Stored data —
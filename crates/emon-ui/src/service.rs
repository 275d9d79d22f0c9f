//! Dashboard load service.
//!
//! [`DashboardService`] runs the load sequence against a document store:
//! fetch and render the simulation summary, pick the generation date, fetch
//! every country's generation document concurrently, then render the charts
//! in display order. Store calls are blocking and run on tokio's blocking
//! pool.

use std::sync::Arc;

use chrono::NaiveDate;
use emon_core::{date, Country, GenerationDocument, SummaryDocument};
use emon_io::{Collections, DocumentStore};
use serde::Serialize;
use tokio::task::JoinSet;
use tracing::{debug, error, info, warn};

use crate::chart::render_chart;
use crate::config::{DashboardConfig, PageConfig};
use crate::error::Result;
use crate::page::Page;
use crate::summary::render_summary;

/// What happened to one country's chart.
#[derive(Debug, Clone, PartialEq, Eq, Serialize)]
#[serde(rename_all = "lowercase")]
pub enum CountryOutcome {
    /// Chart rendered with this many rows.
    Rendered { rows: usize },
    /// No document for the date.
    Missing,
}

/// Summary of a completed load.
#[derive(Debug, Clone, PartialEq, Serialize)]
pub struct LoadReport {
    pub date: NaiveDate,
    pub summary_found: bool,
    pub countries: Vec<(Country, CountryOutcome)>,
}

type GenerationFetch = (Country, emon_core::EmonResult<Option<GenerationDocument>>);

/// Loads dashboard data from a store into a [`Page`].
pub struct DashboardService {
    store: Arc<dyn DocumentStore>,
    page: PageConfig,
    collections: Collections,
}

impl DashboardService {
    pub fn new(store: Arc<dyn DocumentStore>, page: PageConfig) -> Self {
        let collections = page.collections();
        Self {
            store,
            page,
            collections,
        }
    }

    /// Build the service and its store from configuration.
    pub fn from_config(config: &DashboardConfig) -> Result<Self> {
        Ok(Self::new(config.build_store()?, config.page.clone()))
    }

    pub fn store(&self) -> &Arc<dyn DocumentStore> {
        &self.store
    }

    /// A page with every element unset and one container per country.
    pub fn empty_page(&self) -> Page {
        Page::dashboard(&self.page.countries)
    }

    /// Fetch the simulation summary document.
    pub async fn fetch_summary(&self) -> Result<Option<SummaryDocument>> {
        let store = Arc::clone(&self.store);
        let collections = self.collections.clone();
        let doc = tokio::task::spawn_blocking(move || collections.fetch_summary(store.as_ref()))
            .await??;
        Ok(doc)
    }

    /// Fetch every country's generation document for `date_id` concurrently.
    ///
    /// Results come back in display order whatever order the fetches finish in.
    pub async fn fetch_generation(&self, date_id: &str) -> Result<Vec<GenerationFetch>> {
        let mut tasks = JoinSet::new();
        for (index, country) in self.page.countries.iter().copied().enumerate() {
            let store = Arc::clone(&self.store);
            let collections = self.collections.clone();
            let date_id = date_id.to_string();
            tasks.spawn_blocking(move || {
                let result = collections.fetch_generation(store.as_ref(), country, &date_id);
                (index, country, result)
            });
        }

        let mut results: Vec<Option<GenerationFetch>> =
            (0..self.page.countries.len()).map(|_| None).collect();
        while let Some(joined) = tasks.join_next().await {
            let (index, country, result) = joined?;
            results[index] = Some((country, result));
        }
        Ok(results.into_iter().flatten().collect())
    }

    /// Run the load sequence for today's date.
    pub async fn load(&self, page: &mut Page) -> Result<LoadReport> {
        self.load_on(page, date::today()).await
    }

    /// Run the load sequence as if today were `today`.
    ///
    /// On error the page keeps whatever was rendered before the failure.
    pub async fn load_on(&self, page: &mut Page, today: NaiveDate) -> Result<LoadReport> {
        let summary_found = match self.fetch_summary().await? {
            Some(doc) => {
                if doc.records.is_none() {
                    warn!("simulation document has no records object");
                }
                render_summary(page, &doc.summary());
                true
            }
            None => {
                error!(
                    collection = %self.collections.summary_collection,
                    document = %self.collections.summary_document,
                    "simulation document not found"
                );
                false
            }
        };

        let target = self.page.target_date(today)?;
        let date_id = date::document_id(target);
        info!(date = %date_id, countries = self.page.countries.len(), "fetching generation mix");

        let viewport = self.page.viewport();
        let mut countries = Vec::with_capacity(self.page.countries.len());
        for (country, fetched) in self.fetch_generation(&date_id).await? {
            let container_id = country.container_id();
            match fetched? {
                Some(doc) => {
                    render_chart(page, &container_id, &doc.records, &viewport);
                    let rows = page
                        .container(&container_id)
                        .map(|c| c.rows().len())
                        .unwrap_or(0);
                    debug!(%country, rows, "generation chart ready");
                    countries.push((country, CountryOutcome::Rendered { rows }));
                }
                None => {
                    info!(%country, date = %date_id, "no generation document");
                    if let Some(container) = page.container_mut(&container_id) {
                        if self.page.show_missing_notice {
                            container.show_notice(format!("No generation data for {date_id}"));
                        } else {
                            container.clear();
                        }
                    }
                    countries.push((country, CountryOutcome::Missing));
                }
            }
        }

        Ok(LoadReport {
            date: target,
            summary_found,
            countries,
        })
    }
}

Activity —
The reply should consist solely of the lines of the data, exact, from the opening line through the line with "use serde::Serialize;", inclusive.

Final answer —
filename crates/emon-ui/src/service.rs
repository 275d9d79d22f0c9f
//! Dashboard load service.
//!
//! [`DashboardService`] runs the load sequence against a document store:
//! fetch and render the simulation summary, pick the generation date, fetch
//! every country's generation document concurrently, then render the charts
//! in display order. Store calls are blocking and run on tokio's blocking
//! pool.

use std::sync::Arc;

use chrono::NaiveDate;
use emon_core::{date, Country, GenerationDocument, SummaryDocument};
use emon_io::{Collections, DocumentStore};
use serde::Serialize;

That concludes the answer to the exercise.